▸ **Dataset entries**:

════════════════════

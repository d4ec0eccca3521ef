use std::sync::atomic::{AtomicUsize, Ordering};
use std::sync::Arc;
use std::time::Duration;

use async_trait::async_trait;
use studyrag_core::error::{EmbeddingError, Error, IndexError};
use studyrag_core::traits::{Embedder, VectorIndex};
use studyrag_core::types::{Chunk, EmbeddingVector, IndexStats, MetadataFilter, RetrievalResult};
use studyrag_embed::FakeEmbedder;
use studyrag_retrieval::{EmbedderFactory, RetrievalEngine};
use studyrag_vector::LanceVectorIndex;
use tempfile::TempDir;

const DIM: usize = 32;

struct CountingEmbedder {
    inner: FakeEmbedder,
    calls: Arc<AtomicUsize>,
}

impl Embedder for CountingEmbedder {
    fn dim(&self) -> usize { self.inner.dim() }
    fn max_len(&self) -> usize { self.inner.max_len() }
    fn embed_batch(&self, texts: &[String]) -> Result<Vec<EmbeddingVector>, EmbeddingError> {
        self.calls.fetch_add(1, Ordering::SeqCst);
        self.inner.embed_batch(texts)
    }
}

struct Counters {
    loads: Arc<AtomicUsize>,
    embeds: Arc<AtomicUsize>,
}

fn counting_factory() -> (EmbedderFactory, Counters) {
    let loads = Arc::new(AtomicUsize::new(0));
    let embeds = Arc::new(AtomicUsize::new(0));
    let (l, e) = (loads.clone(), embeds.clone());
    let factory: EmbedderFactory = Arc::new(move || {
        l.fetch_add(1, Ordering::SeqCst);
        // Widen the window in which concurrent callers race on first use.
        std::thread::sleep(Duration::from_millis(50));
        let embedder = CountingEmbedder { inner: FakeEmbedder::new(DIM), calls: e.clone() };
        Ok(Box::new(embedder) as Box<dyn Embedder>)
    });
    (factory, Counters { loads, embeds })
}

fn lance_engine(tmp: &TempDir, factory: EmbedderFactory) -> RetrievalEngine {
    let index = LanceVectorIndex::new(tmp.path().to_string_lossy(), "notegpt_documents", DIM, 100);
    RetrievalEngine::new(Arc::new(index), factory, 1000)
}

fn chunks() -> Vec<Chunk> {
    [
        "cell membranes regulate transport",
        "enzymes lower activation energy",
        "dna replication is semi conservative",
    ]
    .iter()
    .enumerate()
    .map(|(i, t)| Chunk {
        text: t.to_string(),
        source: "bio_notes.pdf".into(),
        chunk_id: i as u32,
        total_chunks: 3,
        origin_path: "uploads/bio_notes.pdf".into(),
    })
    .collect()
}

#[tokio::test(flavor = "multi_thread", worker_threads = 8)]
async fn concurrent_first_searches_load_model_once() {
    let tmp = TempDir::new().unwrap();
    let (factory, counters) = counting_factory();
    let engine = Arc::new(lance_engine(&tmp, factory));
    engine.ingest(&chunks()).await.unwrap();
    assert_eq!(counters.loads.load(Ordering::SeqCst), 1);

    let tmp2 = TempDir::new().unwrap();
    let (factory, counters) = counting_factory();
    let cold = Arc::new(lance_engine(&tmp2, factory));
    let mut handles = Vec::new();
    for i in 0..64 {
        let engine = cold.clone();
        let query = format!("question {i}");
        handles.push(tokio::spawn(async move { engine.search(&query, 3, None).await }));
    }
    for h in handles {
        h.await.unwrap().expect("search");
    }
    assert_eq!(counters.loads.load(Ordering::SeqCst), 1);
    assert_eq!(cold.load_count(), 1);
    assert!(cold.is_initialized());
}

#[tokio::test]
async fn identical_searches_embed_once() {
    let tmp = TempDir::new().unwrap();
    let (factory, counters) = counting_factory();
    let engine = lance_engine(&tmp, factory);
    engine.ingest(&chunks()).await.unwrap();
    let before = counters.embeds.load(Ordering::SeqCst);

    let first = engine.search("how do enzymes work", 2, None).await.unwrap();
    let second = engine.search("how do enzymes work", 2, None).await.unwrap();
    assert_eq!(counters.embeds.load(Ordering::SeqCst) - before, 1);
    assert_eq!(first, second);
    assert_eq!(engine.cache().len(), 1);
}

#[tokio::test]
async fn ingest_then_search_ranks_exact_text_first() {
    let tmp = TempDir::new().unwrap();
    let (factory, _) = counting_factory();
    let engine = lance_engine(&tmp, factory);
    assert_eq!(engine.ingest(&[]).await.unwrap(), 0);
    assert_eq!(engine.ingest(&chunks()).await.unwrap(), 3);

    let hits = engine.search("enzymes lower activation energy", 3, None).await.unwrap();
    assert_eq!(hits[0].metadata.chunk_id, 1);
    assert!(hits.windows(2).all(|w| w[0].distance <= w[1].distance));

    let filter = MetadataFilter::new().with("chunk_id", 2u32);
    let hits = engine.search("enzymes", 3, Some(&filter)).await.unwrap();
    assert_eq!(hits.len(), 1);
    assert_eq!(hits[0].metadata.chunk_id, 2);

    let stats = engine.stats().await.unwrap();
    assert_eq!(stats.count, 3);
    engine.delete_all().await.unwrap();
    assert_eq!(engine.stats().await.unwrap().count, 0);
}

#[tokio::test]
async fn zero_k_is_rejected() {
    let tmp = TempDir::new().unwrap();
    let (factory, _) = counting_factory();
    let engine = lance_engine(&tmp, factory);
    assert!(matches!(engine.search("q", 0, None).await, Err(Error::Operation(_))));
}

#[tokio::test]
async fn failed_model_load_is_retried() {
    let tmp = TempDir::new().unwrap();
    let attempts = Arc::new(AtomicUsize::new(0));
    let a = attempts.clone();
    let factory: EmbedderFactory = Arc::new(move || {
        if a.fetch_add(1, Ordering::SeqCst) == 0 {
            return Err(EmbeddingError::ModelUnavailable("weights missing".into()));
        }
        Ok(Box::new(FakeEmbedder::new(DIM)) as Box<dyn Embedder>)
    });
    let engine = lance_engine(&tmp, factory);
    let err = engine.preload().await.unwrap_err();
    assert!(matches!(err, Error::Embedding(EmbeddingError::ModelUnavailable(_))));
    assert!(!engine.is_initialized());
    engine.preload().await.expect("second load succeeds");
    assert_eq!(engine.load_count(), 2);
}

struct BrokenIndex;

#[async_trait]
impl VectorIndex for BrokenIndex {
    async fn initialize(&self) -> Result<(), IndexError> { Ok(()) }
    async fn add(&self, _: &[Chunk], _: &[EmbeddingVector]) -> Result<usize, IndexError> {
        Err(IndexError::Storage("read-only".into()))
    }
    async fn query(
        &self,
        _: &[f32],
        _: usize,
        _: Option<&MetadataFilter>,
    ) -> Result<Vec<RetrievalResult>, IndexError> {
        Err(IndexError::Storage("corrupt fragment".into()))
    }
    async fn delete_all(&self) -> Result<(), IndexError> { Ok(()) }
    async fn count(&self) -> Result<usize, IndexError> { Ok(0) }
    async fn stats(&self) -> Result<IndexStats, IndexError> {
        Ok(IndexStats { name: "broken".into(), count: 0, location: "nowhere".into() })
    }
}

#[tokio::test]
async fn cache_is_populated_even_when_index_query_fails() {
    let (factory, counters) = counting_factory();
    let engine = RetrievalEngine::new(Arc::new(BrokenIndex), factory, 10);
    let err = engine.search("what is osmosis", 3, None).await.unwrap_err();
    assert!(matches!(err, Error::Index(IndexError::Storage(_))));
    assert_eq!(engine.cache().len(), 1);
    let _ = engine.search("what is osmosis", 3, None).await;
    assert_eq!(counters.embeds.load(Ordering::SeqCst), 1);
}

#[test]
fn blocking_search_matches_async_semantics() {
    let tmp = TempDir::new().unwrap();
    let (factory, counters) = counting_factory();
    let engine = lance_engine(&tmp, factory);
    let hits = engine.search_blocking("dna replication", 2, None).unwrap();
    assert!(hits.is_empty());
    let again = engine.search_blocking("dna replication", 2, None).unwrap();
    assert!(again.is_empty());
    assert_eq!(counters.loads.load(Ordering::SeqCst), 1);
    assert_eq!(counters.embeds.load(Ordering::SeqCst), 1);
}

#[tokio::test]
async fn blocking_search_refuses_inside_runtime() {
    let (factory, _) = counting_factory();
    let engine = RetrievalEngine::new(Arc::new(BrokenIndex), factory, 10);
    assert!(matches!(engine.search_blocking("q", 1, None), Err(Error::Operation(_))));
}

#[test]
fn engine_used_blocking_can_be_dropped_inside_runtime() {
    let tmp = TempDir::new().unwrap();
    let (factory, _) = counting_factory();
    let engine = lance_engine(&tmp, factory);
    engine.search_blocking("cell membranes", 1, None).unwrap();

    let rt = tokio::runtime::Runtime::new().unwrap();
    rt.block_on(async move {
        tokio::task::yield_now().await;
        drop(engine);
    });
}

════════════════════

▸ **What you should do**: Each line above that contains "RetrievalEngine" must be copied out.

▸ **Exercise result**:
use studyrag_retrieval::{EmbedderFactory, RetrievalEngine};
fn lance_engine(tmp: &TempDir, factory: EmbedderFactory) -> RetrievalEngine {
    RetrievalEngine::new(Arc::new(index), factory, 1000)
    let engine = RetrievalEngine::new(Arc::new(BrokenIndex), factory, 10);
    let engine = RetrievalEngine::new(Arc::new(BrokenIndex), factory, 10);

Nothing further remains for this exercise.